## What you should do
When you answer, give every record back exactly as written.

┄┄┄┄┄┄┄┄┄┄

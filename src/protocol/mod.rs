//! The Photon binary protocol decoding pipeline.
//!
//! Modules are layered leaf-first, matching how a datagram is actually
//! decoded: [`cursor`] reads primitives, [`value`] decodes the tagged type
//! system on top of it, [`command`] splits a datagram into commands,
//! [`fragment`] reassembles fragmented reliable commands, [`message`] parses
//! a reliable command's header, and [`params`] decodes its parameter
//! dictionary. [`character_id`] is a small leaf used by the registry (see
//! [`crate::registry`]) rather than by the decode path itself.

pub mod character_id;
pub mod command;
pub mod cursor;
pub mod error;
pub mod fragment;
pub mod message;
pub mod params;
pub mod value;

pub use error::DecodeError;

┄┄┄┄┄┄┄┄┄┄

## Expected output
filename src/protocol/mod.rs
//! The Photon binary protocol decoding pipeline.
//!
//! Modules are layered leaf-first, matching how a datagram is actually
//! decoded: [`cursor`] reads primitives, [`value`] decodes the tagged type
//! system on top of it, [`command`] splits a datagram into commands,
//! [`fragment`] reassembles fragmented reliable commands, [`message`] parses
//! a reliable command's header, and [`params`] decodes its parameter
//! dictionary. [`character_id`] is a small leaf used by the registry (see
//! [`crate::registry`]) rather than by the decode path itself.

pub mod character_id;
pub mod command;
pub mod cursor;
pub mod error;
pub mod fragment;
pub mod message;
pub mod params;
pub mod value;

pub use error::DecodeError;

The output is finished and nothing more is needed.